SAN FRANCISCO AND OAKLAND VS. BIG OIL: San Francisco and Oakland, Calif., are suing five major oil companies, blaming them for the effects of climate change.

The cities announced Wednesday they each filed a lawsuit in their respective county courts against Chevron Corp., ConocoPhillips Co., ExxonMobil Corp., Royal Dutch Shell and BP.

The lawsuits by two of California’s largest cities add to an emerging legal strategy to try to hold individual fossil fuel companies responsible for rising sea levels, extreme weather and other effects of human-induced climate change.

“These companies knew fossil fuel-driven climate change was real, they knew it was caused by their products and they lied to cover up that knowledge to protect their astronomical profits,” alleged Barbara Parker (D), Oakland’s city attorney.

{mosads}

The cities sit on opposite sides of San Francisco Bay, which has already seen rising water levels due to climate change.
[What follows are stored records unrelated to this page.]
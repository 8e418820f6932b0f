//! # struk-export: Receipt Snapshot Export
//!
//! Produces the shareable image of a confirmed receipt.
//!
//! ## Module Organization
//! - [`layout`] - `ReceiptRegion`: the capturable rows, and the brand
//! - [`asset`] - Cross-origin-checked logo loading
//! - [`raster`] - Bitmap-font rasterizer onto a white RGB canvas
//! - [`snapshot`] - `export_snapshot`, file naming, atomic save
//! - [`error`] - Export error types
//!
//! ## Example
//!
//! ```rust,no_run
//! use struk_export::{export_snapshot, ExportOptions, HttpAssetLoader};
//! # async fn run(
//! #     receipt: &struk_core::ConfirmedReceipt,
//! #     region: &struk_export::ReceiptRegion,
//! # ) -> struk_export::ExportResult<()> {
//! let snapshot = export_snapshot(
//!     Some(receipt),
//!     Some(region),
//!     &HttpAssetLoader::default(),
//!     &ExportOptions::default(),
//! )
//! .await?;
//! snapshot.save_to(std::path::Path::new("."))?;
//! # Ok(())
//! # }
//! ```

pub mod asset;
pub mod error;
pub mod layout;
pub mod raster;
pub mod snapshot;

pub use asset::{AssetLoader, HttpAssetLoader};
pub use error::{ExportError, ExportResult};
pub use layout::{Brand, ReceiptRegion, Row};
pub use snapshot::{export_snapshot, ExportOptions, Snapshot};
The city attorneys say that further increases in sea level would inundate properties and cause billions of dollars worth of damage.

The lawsuits are far from the first attempt to sue fossil fuel companies for climate change, but previous actions have not been successful. A 2008 lawsuit by an Alaska village, for example, was dismissed because the federal court ruled that the Clean Air Act overrode any public nuisance claim.
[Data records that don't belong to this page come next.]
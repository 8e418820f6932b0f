//! Rasterizes a [`ReceiptRegion`] onto an opaque white RGB canvas.
//!
//! Text uses the 8x8 bitmap glyphs from `font8x8`, scaled by an integer
//! factor; bold text is drawn twice with a small horizontal offset.
//! Characters without a glyph render as `?`.

use font8x8::{UnicodeFonts, BASIC_FONTS, LATIN_FONTS};
use image::imageops::{self, FilterType};
use image::{DynamicImage, Rgb, RgbImage};

use crate::layout::{
    center_offset, Align, ReceiptRegion, Row, COLUMNS, GLYPH_PX, LOGO_PX, PADDING_PX,
    REGION_WIDTH_PX, RULE_ROW_PX, TEXT_ROW_PX,
};

const WHITE: Rgb<u8> = Rgb([255, 255, 255]);
const INK: Rgb<u8> = Rgb([0, 0, 0]);

/// Dash and gap lengths of a rule, at 1x.
const DASH_PX: u32 = 4;
const GAP_PX: u32 = 3;

/// Smallest and largest supported pixel-density multipliers.
pub const MIN_SCALE: u32 = 2;
pub const MAX_SCALE: u32 = 4;

/// Draws `region` at `scale` device pixels per layout pixel.
///
/// `logo` is drawn wherever the region has a logo row; a region with a logo
/// row and no decoded logo leaves that strip blank.
pub fn rasterize(region: &ReceiptRegion, logo: Option<&DynamicImage>, scale: u32) -> RgbImage {
    let scale = scale.max(1);
    let mut canvas = RgbImage::from_pixel(
        REGION_WIDTH_PX * scale,
        region.height_px() * scale,
        WHITE,
    );

    let mut y = PADDING_PX;
    for row in region.rows() {
        match row {
            Row::Logo { .. } => {
                if let Some(logo) = logo {
                    let x = (REGION_WIDTH_PX - LOGO_PX) / 2;
                    draw_logo(&mut canvas, logo, x * scale, y * scale, LOGO_PX * scale);
                }
            }
            Row::Text { text, align, bold } => {
                let offset = match align {
                    Align::Left => 0,
                    Align::Center => center_offset(text),
                };
                let baseline = y + (TEXT_ROW_PX - GLYPH_PX) / 2;
                for (col, ch) in text.chars().enumerate().take(COLUMNS.saturating_sub(offset)) {
                    let x = PADDING_PX + (offset + col) as u32 * GLYPH_PX;
                    draw_glyph(&mut canvas, ch, x * scale, baseline * scale, scale, *bold);
                }
            }
            Row::Rule => {
                let rule_y = (y + RULE_ROW_PX / 2) * scale;
                draw_rule(&mut canvas, rule_y, scale);
            }
        }
        y += row.height_px();
    }

    canvas
}

fn glyph(ch: char) -> [u8; 8] {
    BASIC_FONTS
        .get(ch)
        .or_else(|| LATIN_FONTS.get(ch))
        .or_else(|| BASIC_FONTS.get('?'))
        .unwrap_or([0; 8])
}

fn draw_glyph(canvas: &mut RgbImage, ch: char, x0: u32, y0: u32, scale: u32, bold: bool) {
    let bitmap = glyph(ch);
    let passes: &[u32] = if bold { &[0, 1] } else { &[0] };
    let bold_shift = (scale / 2).max(1);

    for (gy, bits) in bitmap.iter().enumerate() {
        for gx in 0..8u32 {
            if bits & (1 << gx) == 0 {
                continue;
            }
            for pass in passes {
                let px = x0 + gx * scale + pass * bold_shift;
                let py = y0 + gy as u32 * scale;
                fill(canvas, px, py, scale, scale, INK);
            }
        }
    }
}

fn draw_rule(canvas: &mut RgbImage, y: u32, scale: u32) {
    let start = PADDING_PX * scale;
    let end = (REGION_WIDTH_PX - PADDING_PX) * scale;
    let period = (DASH_PX + GAP_PX) * scale;

    let mut x = start;
    while x < end {
        let len = (DASH_PX * scale).min(end - x);
        fill(canvas, x, y, len, scale.div_ceil(2), INK);
        x += period;
    }
}

/// Scales the logo to a `size` square and blends it over the canvas.
fn draw_logo(canvas: &mut RgbImage, logo: &DynamicImage, x0: u32, y0: u32, size: u32) {
    let scaled = imageops::resize(&logo.to_rgba8(), size, size, FilterType::Triangle);
    for (x, y, px) in scaled.enumerate_pixels() {
        let (cx, cy) = (x0 + x, y0 + y);
        if cx >= canvas.width() || cy >= canvas.height() {
            continue;
        }
        let [r, g, b, a] = px.0;
        let under = canvas.get_pixel(cx, cy).0;
        let blend = |src: u8, dst: u8| -> u8 {
            ((src as u32 * a as u32 + dst as u32 * (255 - a as u32)) / 255) as u8
        };
        canvas.put_pixel(
            cx,
            cy,
            Rgb([blend(r, under[0]), blend(g, under[1]), blend(b, under[2])]),
        );
    }
}

fn fill(canvas: &mut RgbImage, x0: u32, y0: u32, w: u32, h: u32, color: Rgb<u8>) {
    let x1 = (x0 + w).min(canvas.width());
    let y1 = (y0 + h).min(canvas.height());
    for y in y0..y1 {
        for x in x0..x1 {
            canvas.put_pixel(x, y, color);
        }
    }
}

#[cfg(test)]
mod tests {
    use super::*;
    use crate::layout::Brand;
    use chrono::NaiveDate;
    use image::{Rgba, RgbaImage};
    use struk_core::currency::RupiahFormatter;
    use struk_core::{Draft, DisplayState, LineItem, Money};

    fn region(with_logo: bool) -> ReceiptRegion {
        let draft = Draft {
            customer_name: None,
            notes: None,
            items: vec![LineItem::new("Produk A", 2, Money::from_rupiah(15_000))],
        };
        let brand = Brand {
            logo_url: with_logo.then(|| "http://logo.test/a.png".to_string()),
            ..Brand::default()
        };
        let at = NaiveDate::from_ymd_opt(2026, 1, 2)
            .unwrap()
            .and_hms_opt(3, 4, 5)
            .unwrap();
        ReceiptRegion::build(
            &DisplayState::derive(&draft, None),
            &brand,
            &RupiahFormatter::default(),
            at,
        )
    }

    #[test]
    fn test_canvas_size_follows_scale() {
        let region = region(false);
        let image = rasterize(&region, None, 3);
        assert_eq!(image.width(), 336 * 3);
        assert_eq!(image.height(), region.height_px() * 3);
    }

    #[test]
    fn test_background_is_white_and_text_is_drawn() {
        let image = rasterize(&region(false), None, 2);
        assert_eq!(*image.get_pixel(0, 0), WHITE);
        assert!(image.pixels().any(|p| *p == INK));
    }

    #[test]
    fn test_logo_is_blended_in() {
        let logo = DynamicImage::ImageRgba8(RgbaImage::from_pixel(4, 4, Rgba([255, 0, 0, 255])));
        let image = rasterize(&region(true), Some(&logo), 2);

        let center_x = REGION_WIDTH_PX; // (336 * 2) / 2
        let center_y = (PADDING_PX + LOGO_PX / 2) * 2;
        let [r, g, b] = image.get_pixel(center_x, center_y).0;
        assert!(r > 240 && g < 15 && b < 15, "expected red, got {:?}", (r, g, b));
    }

    #[test]
    fn test_unknown_glyph_falls_back() {
        assert_eq!(glyph('\u{4e2d}'), glyph('?'));
        assert_ne!(glyph('A'), [0; 8]);
    }
}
But just two months ago, Marin and San Mateo counties, also in Northern California, sued some major oil companies in state court using similar arguments.
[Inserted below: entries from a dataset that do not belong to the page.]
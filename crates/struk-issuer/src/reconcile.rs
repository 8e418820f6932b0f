//! Draft submission: snapshot the draft, ask the service, decode the receipt.
//!
//! The service is the source of truth for the number, the lines and the
//! total. The local subtotal is only compared for logging.

use struk_core::{ConfirmedReceipt, Draft};
use tracing::{info, warn};

use crate::client::ReceiptIssuer;
use crate::error::{IssueError, IssueResult};
use crate::protocol::IssueRequest;

/// Submits `draft` and returns the authoritative receipt.
///
/// An empty draft fails with [`IssueError::EmptyDraft`] without calling
/// the issuer.
pub async fn submit<I: ReceiptIssuer>(issuer: &I, draft: &Draft) -> IssueResult<ConfirmedReceipt> {
    if draft.is_empty() {
        return Err(IssueError::EmptyDraft);
    }

    let request = IssueRequest::from_draft(draft);
    let receipt = issuer.issue(&request).await?.into_receipt()?;

    let local = draft.subtotal();
    if receipt.total != local {
        warn!(
            number = receipt.number,
            local_sen = local.sen(),
            service_sen = receipt.total.sen(),
            "Service total differs from local subtotal"
        );
    }

    info!(
        number = receipt.number,
        items = receipt.items.len(),
        total_sen = receipt.total.sen(),
        "Receipt issued"
    );
    Ok(receipt)
}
“These fossil fuel companies profited handsomely for decades while knowing they were putting the fate of our cities at risk,” San Francisco City Attorney Dennis Herrera (D) said in a statement.

Read more here.

 

KERRY TAKES ON TRUMP OVER PARIS: John Kerry, former President Obama’s secretary of state, slammed the Trump administration Wednesday over its decision to pull out of the Paris climate deal.

Saying the agreement is “not a real estate deal that transpired in a matter of days or weeks or even months,” Kerry said Trump’s decision to pull out of the accord was “political” and damaging to the country’s international reputation.

“No burden was placed on the United States other than what we in United States defined for ourselves,” Kerry said, pushing back on Trump’s contention that the agreement is unfair to the U.S.

“The president didn’t have to pull out. That was political. All he had to do was say: ‘I want to change the targets a little bit.’ Instead, he forfeited American leadership, he put at risk the momentum has been created and he said to the American people, ‘I’m buying into the denial hoax.'”

Kerry was speaking Wednesday at an event with Democratic governors announcing a new report that shows 14 states plus Puerto Rico are on track to reduce their collective greenhouse gas emissions by 24 percent to 29 percent by 2025, putting them on track to hit their share of the U.S. goal in the Paris agreement.

Read more here.

 

Nicaragua to sign Paris deal, lumping US with Syria: Nicaragua is preparing to join the Paris agreement, making Syria the only country not to be a party to the deal and the U.S. the only nation determined to pull out of it.

Nicaragua President Daniel Ortega told local media this week that the country is preparing to sign the deal, under which nations determine individual greenhouse gas reduction plans.

“We will soon adhere, we will sign the Paris Agreement,” he said, according to Nicaraguan newspaper El Nuevo Diaro.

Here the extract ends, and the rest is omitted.